In this case, the continuity between the aneurysm and the common carotid artery was confirmed adventitia by MRI (Fig. 1). Therefore, this case is considered to be a true aneurysm wherein the vein patch has expanded. We used a bare metal stent plus coil embolization instead of a covered stent to exclude the ECCA. In the present case, a covered stent could not be used because the difference in the vessel diameter of the CCA was large.15) Likewise, a Flow-Diverter stent could not be used because it is not available in the size that would have been needed for this case.17) In previous reports, overlapping bare metal stents have had good short-term results, but no long-term results have been reported until now.19) Therefore, we decided that it was necessary to use a coil combination. Furthermore, the combination of stent plus coil embolization was expected to stabilize the coil placement in the enlarged portion while preserving the parent blood vessel, and also to promote re-endothelialization.10,20) One disadvantage of intravascular treatment compared to surgical operation is that the hemostasis technique cannot be performed at the time of rupture. Particularly in this case, as this patient refused blood transfusion, preparation for a possible rupture was necessary. Hence, we used a proximal and a distal balloon in preparation for possible rupture. In addition, we chose the double catheter method so that coil insertion could be performed just in case. There is room for discussion regarding how much coil should be used. In this case, the cervical swelling disappeared after treatment even though coil was used. We had expected some shortening of the stent, but we did not administer any additional treatment to prevent it because the stent was covering the lesion well at the time of the operation.21) We expect that, in future cases, a two-stent technique could be used to prevent such recurrence. Several studies have shown that restriction of the aneurysmal flow is more complete if the ratio of the effective mesh area to the total surface of the stent is small, regardless of the aneurysm size.22) Complete obliteration of the aneurysm as well as perfect preservation of the carotid patency were achieved. For antiplatelet therapy, because the risk of thrombosis was considered high,23) we chose dual antiplatelet therapy as reported previously.3)
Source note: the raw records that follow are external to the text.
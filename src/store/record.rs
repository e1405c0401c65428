use serde::{Deserialize, Deserializer, Serialize};
use std::fmt;

/// A completion percentage.  Every way of constructing one clamps to
/// `0..=100`.
#[derive(Clone, Copy, Debug, Default, Eq, Hash, Ord, PartialEq, PartialOrd, Deserialize, Serialize)]
#[serde(from = "i64", into = "u8")]
pub(crate) struct Progress(u8);

impl Progress {
    pub(crate) const MAX: Progress = Progress(100);

    pub(crate) fn clamped(value: i64) -> Progress {
        Progress(u8::try_from(value.clamp(0, i64::from(Self::MAX.0))).unwrap_or(Self::MAX.0))
    }

    pub(crate) fn get(self) -> u8 {
        self.0
    }

    pub(crate) fn adjusted(self, delta: i64) -> Progress {
        Progress::clamped(i64::from(self.0).saturating_add(delta))
    }
}

impl From<i64> for Progress {
    fn from(value: i64) -> Progress {
        Progress::clamped(value)
    }
}

impl From<Progress> for u8 {
    fn from(value: Progress) -> u8 {
        value.0
    }
}

impl fmt::Display for Progress {
    fn fmt(&self, f: &mut fmt::Formatter<'_>) -> fmt::Result {
        write!(f, "{}%", self.0)
    }
}

/// What was recorded for a single day
#[derive(Clone, Debug, Default, Eq, PartialEq, Deserialize, Serialize)]
#[serde(default)]
pub(crate) struct DayRecord {
    #[serde(deserialize_with = "null_as_default")]
    pub(crate) note: String,
    #[serde(deserialize_with = "null_as_default")]
    pub(crate) progress: Progress,
}

impl DayRecord {
    pub(crate) fn new<S: Into<String>>(note: S, progress: i64) -> DayRecord {
        DayRecord {
            note: note.into(),
            progress: Progress::clamped(progress),
        }
    }

    pub(crate) fn has_note(&self) -> bool {
        !self.note.trim().is_empty()
    }

    /// The first line of the note, for one-line summaries
    pub(crate) fn headline(&self) -> &str {
        self.note.lines().next().unwrap_or_default().trim()
    }
}

// A stored `null` reads the same as a missing field
fn null_as_default<'de, D, T>(deserializer: D) -> Result<T, D::Error>
where
    D: Deserializer<'de>,
    T: Default + Deserialize<'de>,
{
    Ok(Option::<T>::deserialize(deserializer)?.unwrap_or_default())
}
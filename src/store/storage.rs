use std::fs;
use std::io::{self, Write};
use std::path::{Path, PathBuf};
use tempfile::NamedTempFile;
use thiserror::Error;

/// A persistent string store addressed by key
pub(crate) trait KeyValueStorage {
    /// Returns `Ok(None)` if nothing has been stored under `key`
    fn get_string(&self, key: &str) -> Result<Option<String>, StorageError>;

    fn set_string(&mut self, key: &str, value: &str) -> Result<(), StorageError>;
}

impl<T: KeyValueStorage + ?Sized> KeyValueStorage for &mut T {
    fn get_string(&self, key: &str) -> Result<Option<String>, StorageError> {
        (**self).get_string(key)
    }

    fn set_string(&mut self, key: &str, value: &str) -> Result<(), StorageError> {
        (**self).set_string(key, value)
    }
}

#[derive(Debug, Error)]
pub(crate) enum StorageError {
    #[error("storage key {0:?} cannot be used as a file name")]
    InvalidKey(String),
    #[error("failed to read {}", .path.display())]
    Read {
        path: PathBuf,
        source: io::Error,
    },
    #[error("failed to write {}", .path.display())]
    Write {
        path: PathBuf,
        source: io::Error,
    },
}

/// Storage backed by a directory, with one `<key>.json` file per key.
/// Writes go through a temporary file in the same directory that then
/// replaces the target, so a crash mid-write never leaves a truncated file.
#[derive(Clone, Debug, Eq, PartialEq)]
pub(crate) struct DirStorage {
    dir: PathBuf,
}

impl DirStorage {
    pub(crate) fn new<P: Into<PathBuf>>(dir: P) -> DirStorage {
        DirStorage { dir: dir.into() }
    }

    pub(crate) fn dir(&self) -> &Path {
        &self.dir
    }

    fn path_for(&self, key: &str) -> Result<PathBuf, StorageError> {
        if key.is_empty() || key.starts_with('.') || key.contains(['/', '\\']) {
            return Err(StorageError::InvalidKey(key.to_owned()));
        }
        Ok(self.dir.join(format!("{key}.json")))
    }
}

impl KeyValueStorage for DirStorage {
    #[tracing::instrument(skip(self), fields(dir = %self.dir.display()))]
    fn get_string(&self, key: &str) -> Result<Option<String>, StorageError> {
        let path = self.path_for(key)?;
        match fs::read_to_string(&path) {
            Ok(s) => {
                tracing::debug!(file = %path.display(), bytes = s.len(), "read snapshot");
                Ok(Some(s))
            }
            Err(e) if e.kind() == io::ErrorKind::NotFound => Ok(None),
            Err(source) => Err(StorageError::Read { path, source }),
        }
    }

    #[tracing::instrument(skip(self, value), fields(dir = %self.dir.display(), bytes = value.len()))]
    fn set_string(&mut self, key: &str, value: &str) -> Result<(), StorageError> {
        let path = self.path_for(key)?;
        let write_err = |source| StorageError::Write {
            path: path.clone(),
            source,
        };
        fs::create_dir_all(&self.dir).map_err(write_err)?;
        let mut temp = NamedTempFile::new_in(&self.dir).map_err(write_err)?;
        temp.write_all(value.as_bytes()).map_err(write_err)?;
        temp.flush().map_err(write_err)?;
        temp.persist(&path).map_err(|e| write_err(e.error))?;
        tracing::debug!(file = %path.display(), "wrote snapshot");
        Ok(())
    }
}

/// Storage held in memory
#[cfg(test)]
#[derive(Clone, Debug, Default, Eq, PartialEq)]
pub(crate) struct MemoryStorage {
    entries: std::collections::HashMap<String, String>,
    pub(crate) writes: usize,
}

#[cfg(test)]
impl MemoryStorage {
    pub(crate) fn new() -> MemoryStorage {
        MemoryStorage::default()
    }

    pub(crate) fn with_entry(mut self, key: &str, value: &str) -> MemoryStorage {
        self.entries.insert(key.to_owned(), value.to_owned());
        self
    }
}

#[cfg(test)]
impl KeyValueStorage for MemoryStorage {
    fn get_string(&self, key: &str) -> Result<Option<String>, StorageError> {
        Ok(self.entries.get(key).cloned())
    }

    fn set_string(&mut self, key: &str, value: &str) -> Result<(), StorageError> {
        self.entries.insert(key.to_owned(), value.to_owned());
        self.writes += 1;
        Ok(())
    }
}

#[cfg(test)]
mod tests {
    use super::*;

    #[test]
    fn test_dir_storage_missing_key() {
        let tmp = tempfile::tempdir().unwrap();
        let storage = DirStorage::new(tmp.path());
        assert_eq!(storage.get_string("days").unwrap(), None);
    }

    #[test]
    fn test_dir_storage_set_then_get() {
        let tmp = tempfile::tempdir().unwrap();
        let mut storage = DirStorage::new(tmp.path().join("nested"));
        storage.set_string("days", r#"{"a": 1}"#).unwrap();
        assert_eq!(
            storage.get_string("days").unwrap().as_deref(),
            Some(r#"{"a": 1}"#)
        );
        assert!(tmp.path().join("nested").join("days.json").exists());
        storage.set_string("days", "{}").unwrap();
        assert_eq!(storage.get_string("days").unwrap().as_deref(), Some("{}"));
    }

    #[test]
    fn test_dir_storage_rejects_path_keys() {
        let tmp = tempfile::tempdir().unwrap();
        let mut storage = DirStorage::new(tmp.path());
        for key in ["", "../escape", "a/b", ".hidden"] {
            assert!(matches!(
                storage.set_string(key, "x"),
                Err(StorageError::InvalidKey(_))
            ));
        }
    }

    #[test]
    fn test_dir_storage_write_failure() {
        let tmp = tempfile::tempdir().unwrap();
        // A regular file where the storage directory should be
        let blocker = tmp.path().join("blocker");
        fs::write(&blocker, "").unwrap();
        let mut storage = DirStorage::new(&blocker);
        assert!(matches!(
            storage.set_string("days", "{}"),
            Err(StorageError::Write { .. })
        ));
    }

    #[test]
    fn test_memory_storage() {
        let mut storage = MemoryStorage::new().with_entry("a", "1");
        assert_eq!(storage.get_string("a").unwrap().as_deref(), Some("1"));
        assert_eq!(storage.get_string("b").unwrap(), None);
        storage.set_string("b", "2").unwrap();
        assert_eq!(storage.get_string("b").unwrap().as_deref(), Some("2"));
        assert_eq!(storage.writes, 1);
    }
}
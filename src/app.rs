use crate::calendar::{Calendar, MonthView};
use crate::editor::{Editor, EditorInput, EditorOutput, EditorState};
use crate::help::Help;
use crate::store::{DateKey, DayBook, Draft, KeyValueStorage};
use crate::theme::BASE_STYLE;
use crossterm::event::{
    read, Event, KeyCode, KeyEvent, KeyModifiers, MouseButton, MouseEvent, MouseEventKind,
};
use ratatui::{
    backend::Backend,
    buffer::Buffer,
    layout::Rect,
    widgets::{StatefulWidget, Widget},
    Terminal,
};
use std::io::{self, Write};

#[derive(Debug)]
pub(crate) struct App<S> {
    view: MonthView,
    book: DayBook<S>,
    state: AppState,
    area: Rect,
}

impl<S: KeyValueStorage> App<S> {
    pub(crate) fn new(view: MonthView, book: DayBook<S>) -> App<S> {
        App {
            view,
            book,
            state: AppState::Calendar,
            area: Rect::default(),
        }
    }

    pub(crate) fn run<B: Backend>(mut self, terminal: &mut Terminal<B>) -> io::Result<()> {
        while !self.quitting() {
            self.draw(terminal)?;
            self.handle_input()?;
        }
        Ok(())
    }

    fn draw<B: Backend>(&mut self, terminal: &mut Terminal<B>) -> io::Result<()> {
        terminal.draw(|frame| frame.render_widget(self, frame.area()))?;
        Ok(())
    }

    fn handle_input(&mut self) -> io::Result<()> {
        let event = read()?;
        if let Some(KeyEvent {
            code, modifiers, ..
        }) = event.as_key_press_event()
        {
            if modifiers == KeyModifiers::CONTROL && code == KeyCode::Char('c') {
                self.state = AppState::Quitting;
            } else if !self.handle_key(code, modifiers) {
                self.beep()?;
            }
        } else if let Event::Mouse(MouseEvent {
            kind: MouseEventKind::Down(MouseButton::Left),
            column,
            row,
            ..
        }) = event
        {
            // Clicks on placeholder cells are ignored
            self.handle_click(column, row);
        }
        // else: Redraw on resize, and we might as well redraw on other stuff
        // too
        Ok(())
    }

    // Returns `false` if the user pressed an invalid key
    fn handle_key(&mut self, key: KeyCode, modifiers: KeyModifiers) -> bool {
        let normal_modifiers = KeyModifiers::NONE | KeyModifiers::SHIFT;
        match &mut self.state {
            AppState::Calendar if !normal_modifiers.contains(modifiers) => false,
            AppState::Calendar => match key {
                KeyCode::Char('h') | KeyCode::Left => self.view.move_days(-1).is_ok(),
                KeyCode::Char('l') | KeyCode::Right => self.view.move_days(1).is_ok(),
                KeyCode::Char('k') | KeyCode::Up => self.view.move_days(-7).is_ok(),
                KeyCode::Char('j') | KeyCode::Down => self.view.move_days(7).is_ok(),
                KeyCode::Char('p') | KeyCode::PageUp => self.view.previous_month().is_ok(),
                KeyCode::Char('n') | KeyCode::PageDown => self.view.next_month().is_ok(),
                KeyCode::Char('0') | KeyCode::Home => {
                    self.view.jump_to_today();
                    true
                }
                KeyCode::Enter | KeyCode::Char(' ') => {
                    self.open_selected();
                    true
                }
                KeyCode::Char('q') | KeyCode::Esc => {
                    self.state = AppState::Quitting;
                    true
                }
                KeyCode::Char('?') => {
                    self.state = AppState::Helping;
                    true
                }
                _ => false,
            },
            AppState::Helping => {
                self.state = AppState::Calendar;
                true
            }
            AppState::Editing(state) => {
                let input = match key {
                    KeyCode::Enter if modifiers.contains(KeyModifiers::ALT) => EditorInput::Newline,
                    KeyCode::Char('j') if modifiers == KeyModifiers::CONTROL => {
                        EditorInput::Newline
                    }
                    KeyCode::Enter => EditorInput::Save,
                    KeyCode::Esc => EditorInput::Cancel,
                    KeyCode::Backspace => EditorInput::Backspace,
                    KeyCode::Left => EditorInput::Progress(-1),
                    KeyCode::Right => EditorInput::Progress(1),
                    KeyCode::Up => EditorInput::Progress(10),
                    KeyCode::Down => EditorInput::Progress(-10),
                    KeyCode::Char(ch) if normal_modifiers.contains(modifiers) => {
                        EditorInput::Char(ch)
                    }
                    _ => return false,
                };
                match state.handle_input(input) {
                    EditorOutput::Ok => true,
                    EditorOutput::Invalid => false,
                    EditorOutput::Save => self.save_draft(),
                    EditorOutput::Cancel => {
                        if let AppState::Editing(state) =
                            std::mem::replace(&mut self.state, AppState::Calendar)
                        {
                            state.into_draft().discard();
                        }
                        true
                    }
                }
            }
            AppState::Quitting => false,
        }
    }

    // Returns `false` if the click did not land on a date
    fn handle_click(&mut self, column: u16, row: u16) -> bool {
        if self.state != AppState::Calendar {
            return false;
        }
        let Some((week, wd)) = Calendar::cell_at(self.area, column, row) else {
            return false;
        };
        if self.view.select_cell(week, wd).is_some() {
            self.open_selected();
            true
        } else {
            false
        }
    }

    fn open_selected(&mut self) {
        let draft = Draft::open(&self.book, DateKey::from(self.view.selected()));
        self.state = AppState::Editing(EditorState::new(draft));
    }

    // Returns `false` if the save failed, in which case the editor stays open
    // with the error shown
    fn save_draft(&mut self) -> bool {
        let AppState::Editing(state) = std::mem::replace(&mut self.state, AppState::Calendar)
        else {
            return false;
        };
        match state.into_draft().save(&mut self.book) {
            Ok(key) => {
                tracing::info!(%key, "saved day");
                true
            }
            Err(failure) => {
                tracing::error!(error = %failure, cause = %failure.source, "failed to save day");
                let message = format!("{failure}: {}", failure.source);
                self.state = AppState::Editing(EditorState::with_error(failure.draft, message));
                false
            }
        }
    }

    fn beep(&self) -> io::Result<()> {
        io::stdout().write_all(b"\x07")
    }

    fn quitting(&self) -> bool {
        self.state == AppState::Quitting
    }
}

impl<S: KeyValueStorage> Widget for &mut App<S> {
    fn render(self, area: Rect, buf: &mut Buffer) {
        buf.set_style(area, BASE_STYLE);
        self.area = area;
        Calendar::new(&self.view, self.book.days()).render(area, buf);
        if self.state == AppState::Helping {
            Help(BASE_STYLE).render(area, buf);
        } else if let AppState::Editing(ref mut state) = self.state {
            Editor.render(area, buf, state);
        }
    }
}

#[derive(Clone, Debug, Eq, PartialEq)]
enum AppState {
    Calendar,
    Helping,
    Editing(EditorState),
    Quitting,
}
However, careful follow-up observation is necessary, because the safety and efficacy of this method in the long term is still unconfirmed.

Conclusion

Post-CEA ECCA is a rare complication that may occur even after a long postoperative interval. Our experience has shown that the combination of stent plus coil embolization is a successful and viable option in patients with ECCA after CEA. We believe that this is less invasive and safer than open repair in patients without signs of infection. This makes it an excellent choice for high-risk patients. A larger case series is needed to establish this technique as the treatment of choice for carotid ECCAs.

Conflicts of Interest Disclosure

All authors have no conflicts of interest.